**Collected data:**
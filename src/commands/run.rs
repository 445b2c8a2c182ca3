//! The fetch phase: resolve trackers and run the processing engine.

use crate::WatcherContext;
use crate::config::resolve;
use crate::fetcher::WgetFetcher;
use crate::notify::CommandMailer;
use crate::runner::TrackerRunner;
use anyhow::Result;

/// Runs the fetch phase over every resolved tracker.
///
/// # Errors
/// Returns an error when the external fetcher cannot be located or the
/// cache directory cannot be created. Per-tracker failures are logged
/// inside the runner and do not propagate.
pub fn execute(ctx: &WatcherContext) -> Result<()> {
    ctx.ensure_cache_dir()?;

    let fetcher = WgetFetcher::from_config(&ctx.config.core)?;
    let mailer = CommandMailer::from_config(&ctx.config.core);
    let trackers = resolve::load_all(&ctx.plugins_dir, &ctx.config);

    TrackerRunner::new(ctx, &fetcher, &mailer).run_all(&trackers);
    Ok(())
}
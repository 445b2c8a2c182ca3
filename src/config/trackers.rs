//! Tracker description files.
//!
//! One TOML file per tracker in the plugins directory describes how to log
//! in and what to extract from listing pages. Parsing stays close to the
//! file shape; cross-referencing against user records, alias resolution and
//! pattern compilation happen later in [`super::resolve`].

use anyhow::{Context, Result};
use serde::Deserialize;
use std::path::{Path, PathBuf};

/// Marker value for a listing deferred to the user configuration.
pub const LISTING_FROM_CONFIG: &str = "config";

/// One tracker description file.
#[derive(Debug, Clone, Deserialize)]
pub struct TrackerSpec {
    /// Unique symbolic key; also the default basename for session files.
    pub name: String,

    #[serde(default = "default_true")]
    pub enabled: bool,

    /// Login description, or the name of another tracker whose login this
    /// one shares. Absent for trackers that need no authentication.
    #[serde(default)]
    pub login: Option<LoginSpec>,

    /// How candidate links are located on a listing page.
    pub links: LinkRules,

    /// Listing pages to scan. `"config"` defers to the user record.
    #[serde(default)]
    pub listing: Option<ListingSpec>,
}

/// Inline login form, or an alias to another tracker's login.
#[derive(Debug, Clone, Deserialize)]
#[serde(untagged)]
pub enum LoginSpec {
    /// Name of the tracker whose login parameters are shared.
    Alias(String),
    /// Inline form description.
    Form(LoginForm),
}

/// A login form POST description.
#[derive(Debug, Clone, Deserialize)]
pub struct LoginForm {
    /// URL probed to test an existing session; the form URL when absent.
    #[serde(default)]
    pub check: Option<String>,

    /// URL the credentials are posted to.
    pub form: String,

    /// Pattern whose ABSENCE in the returned page means the login
    /// succeeded (it matches the "please sign in" banner, not a greeting).
    #[serde(default)]
    pub success: Option<String>,

    /// Ordered form fields.
    #[serde(default)]
    pub fields: Vec<LoginField>,
}

/// One form field: a name bound to a literal or to a credential reference.
#[derive(Debug, Clone, Deserialize)]
pub struct LoginField {
    pub name: String,

    #[serde(flatten)]
    pub value: FieldValue,
}

/// A form field value.
#[derive(Debug, Clone, Deserialize)]
#[serde(untagged)]
pub enum FieldValue {
    /// Emitted as-is.
    Literal {
        value: String,
    },
    /// Looked up in the user record at resolution time; an unresolvable
    /// reference resolves to the empty string.
    Credential {
        cred: String,
    },
}

/// Listing pages: explicit entries or the `"config"` deferral marker.
#[derive(Debug, Clone, Deserialize)]
#[serde(untagged)]
pub enum ListingSpec {
    FromUserConfig(String),
    Entries(Vec<ListingEntry>),
}

/// One listing URL with its match rules.
///
/// An entry without rules gets a single implicit always-match rule with no
/// notification address.
#[derive(Debug, Clone, Deserialize)]
pub struct ListingEntry {
    pub url: String,

    #[serde(default)]
    pub rules: Vec<MatchRuleSpec>,
}

/// One match rule: an optional narrowing pattern tested against the same
/// line the link was found on, and an optional notification address that
/// routes the link to mail instead of download.
#[derive(Debug, Clone, Deserialize)]
pub struct MatchRuleSpec {
    #[serde(default)]
    pub pattern: Option<String>,

    #[serde(default)]
    pub notify: Option<String>,
}

/// How links are located on a page.
#[derive(Debug, Clone, Deserialize)]
pub struct LinkRules {
    /// Expression locating candidate links inside a listing page.
    pub pattern: String,

    /// Capture group selection: a single index names both the link and its
    /// display name; an array `[link, name...]` locates the link with the
    /// first index and builds the name from the rest.
    #[serde(default)]
    pub group: GroupSpec,

    /// Whether downloading a matched link requires an empty POST.
    #[serde(default)]
    pub post: bool,

    /// URL-rewrite mode replacing page scanning.
    #[serde(default)]
    pub replace: Option<ReplaceSpec>,
}

/// Capture group selection for [`LinkRules`].
#[derive(Debug, Clone, Deserialize)]
#[serde(untagged)]
pub enum GroupSpec {
    Single(usize),
    Multi(Vec<usize>),
}

impl Default for GroupSpec {
    fn default() -> Self {
        Self::Single(0)
    }
}

/// Synthesizes the download link by rewriting the listing URL itself.
#[derive(Debug, Clone, Deserialize)]
pub struct ReplaceSpec {
    pub pattern: String,
    pub template: String,
}

const fn default_true() -> bool {
    true
}

/// Loads one tracker description file.
///
/// # Errors
/// Returns an error if the file cannot be read or parsed.
pub fn load_spec(path: &Path) -> Result<TrackerSpec> {
    let content = std::fs::read_to_string(path)
        .with_context(|| format!("Failed to read tracker description: {}", path.display()))?;
    toml::from_str(&content)
        .with_context(|| format!("Failed to parse tracker description: {}", path.display()))
}

/// Enumerates tracker description files in lexicographic filename order.
///
/// # Errors
/// Returns an error if the plugins directory pattern is invalid.
pub fn description_files(plugins_dir: &Path) -> Result<Vec<PathBuf>> {
    let pattern = format!("{}/*.toml", plugins_dir.display());
    let mut files: Vec<PathBuf> = glob::glob(&pattern)
        .with_context(|| format!("Bad plugins directory: {}", plugins_dir.display()))?
        .filter_map(std::result::Result::ok)
        .collect();
    files.sort();
    Ok(files)
}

**Goal of the exercise:**
Could you output all of the records above exactly as given?

**Result for this task:**
filename src/commands/run.rs
repository 445b2c8a2c182ca3
//! The fetch phase: resolve trackers and run the processing engine.

use crate::WatcherContext;
use crate::config::resolve;
use crate::fetcher::WgetFetcher;
use crate::notify::CommandMailer;
use crate::runner::TrackerRunner;
use anyhow::Result;

/// Runs the fetch phase over every resolved tracker.
///
/// # Errors
/// Returns an error when the external fetcher cannot be located or the
/// cache directory cannot be created. Per-tracker failures are logged
/// inside the runner and do not propagate.
pub fn execute(ctx: &WatcherContext) -> Result<()> {
    ctx.ensure_cache_dir()?;

    let fetcher = WgetFetcher::from_config(&ctx.config.core)?;
    let mailer = CommandMailer::from_config(&ctx.config.core);
    let trackers = resolve::load_all(&ctx.plugins_dir, &ctx.config);

    TrackerRunner::new(ctx, &fetcher, &mailer).run_all(&trackers);
    Ok(())
}
repository 445b2c8a2c182ca3
filename src/config/trackers.rs
//! Tracker description files.
//!
//! One TOML file per tracker in the plugins directory describes how to log
//! in and what to extract from listing pages. Parsing stays close to the
//! file shape; cross-referencing against user records, alias resolution and
//! pattern compilation happen later in [`super::resolve`].

use anyhow::{Context, Result};
use serde::Deserialize;
use std::path::{Path, PathBuf};

/// Marker value for a listing deferred to the user configuration.
pub const LISTING_FROM_CONFIG: &str = "config";

/// One tracker description file.
#[derive(Debug, Clone, Deserialize)]
pub struct TrackerSpec {
    /// Unique symbolic key; also the default basename for session files.
    pub name: String,

    #[serde(default = "default_true")]
    pub enabled: bool,

    /// Login description, or the name of another tracker whose login this
    /// one shares. Absent for trackers that need no authentication.
    #[serde(default)]
    pub login: Option<LoginSpec>,

    /// How candidate links are located on a listing page.
    pub links: LinkRules,

    /// Listing pages to scan. `"config"` defers to the user record.
    #[serde(default)]
    pub listing: Option<ListingSpec>,
}

/// Inline login form, or an alias to another tracker's login.
#[derive(Debug, Clone, Deserialize)]
#[serde(untagged)]
pub enum LoginSpec {
    /// Name of the tracker whose login parameters are shared.
    Alias(String),
    /// Inline form description.
    Form(LoginForm),
}

/// A login form POST description.
#[derive(Debug, Clone, Deserialize)]
pub struct LoginForm {
    /// URL probed to test an existing session; the form URL when absent.
    #[serde(default)]
    pub check: Option<String>,

    /// URL the credentials are posted to.
    pub form: String,

    /// Pattern whose ABSENCE in the returned page means the login
    /// succeeded (it matches the "please sign in" banner, not a greeting).
    #[serde(default)]
    pub success: Option<String>,

    /// Ordered form fields.
    #[serde(default)]
    pub fields: Vec<LoginField>,
}

/// One form field: a name bound to a literal or to a credential reference.
#[derive(Debug, Clone, Deserialize)]
pub struct LoginField {
    pub name: String,

    #[serde(flatten)]
    pub value: FieldValue,
}

/// A form field value.
#[derive(Debug, Clone, Deserialize)]
#[serde(untagged)]
pub enum FieldValue {
    /// Emitted as-is.
    Literal {
        value: String,
    },
    /// Looked up in the user record at resolution time; an unresolvable
    /// reference resolves to the empty string.
    Credential {
        cred: String,
    },
}

/// Listing pages: explicit entries or the `"config"` deferral marker.
#[derive(Debug, Clone, Deserialize)]
#[serde(untagged)]
pub enum ListingSpec {
    FromUserConfig(String),
    Entries(Vec<ListingEntry>),
}

/// One listing URL with its match rules.
///
/// An entry without rules gets a single implicit always-match rule with no
/// notification address.
#[derive(Debug, Clone, Deserialize)]
pub struct ListingEntry {
    pub url: String,

    #[serde(default)]
    pub rules: Vec<MatchRuleSpec>,
}

/// One match rule: an optional narrowing pattern tested against the same
/// line the link was found on, and an optional notification address that
/// routes the link to mail instead of download.
#[derive(Debug, Clone, Deserialize)]
pub struct MatchRuleSpec {
    #[serde(default)]
    pub pattern: Option<String>,

    #[serde(default)]
    pub notify: Option<String>,
}

/// How links are located on a page.
#[derive(Debug, Clone, Deserialize)]
pub struct LinkRules {
    /// Expression locating candidate links inside a listing page.
    pub pattern: String,

    /// Capture group selection: a single index names both the link and its
    /// display name; an array `[link, name...]` locates the link with the
    /// first index and builds the name from the rest.
    #[serde(default)]
    pub group: GroupSpec,

    /// Whether downloading a matched link requires an empty POST.
    #[serde(default)]
    pub post: bool,

    /// URL-rewrite mode replacing page scanning.
    #[serde(default)]
    pub replace: Option<ReplaceSpec>,
}

/// Capture group selection for [`LinkRules`].
#[derive(Debug, Clone, Deserialize)]
#[serde(untagged)]
pub enum GroupSpec {
    Single(usize),
    Multi(Vec<usize>),
}

impl Default for GroupSpec {
    fn default() -> Self {
        Self::Single(0)
    }
}

/// Synthesizes the download link by rewriting the listing URL itself.
#[derive(Debug, Clone, Deserialize)]
pub struct ReplaceSpec {
    pub pattern: String,
    pub template: String,
}

const fn default_true() -> bool {
    true
}

/// Loads one tracker description file.
///
/// # Errors
/// Returns an error if the file cannot be read or parsed.
pub fn load_spec(path: &Path) -> Result<TrackerSpec> {
    let content = std::fs::read_to_string(path)
        .with_context(|| format!("Failed to read tracker description: {}", path.display()))?;
    toml::from_str(&content)
        .with_context(|| format!("Failed to parse tracker description: {}", path.display()))
}

/// Enumerates tracker description files in lexicographic filename order.
///
/// # Errors
/// Returns an error if the plugins directory pattern is invalid.
pub fn description_files(plugins_dir: &Path) -> Result<Vec<PathBuf>> {
    let pattern = format!("{}/*.toml", plugins_dir.display());
    let mut files: Vec<PathBuf> = glob::glob(&pattern)
        .with_context(|| format!("Bad plugins directory: {}", plugins_dir.display()))?
        .filter_map(std::result::Result::ok)
        .collect();
    files.sort();
    Ok(files)
}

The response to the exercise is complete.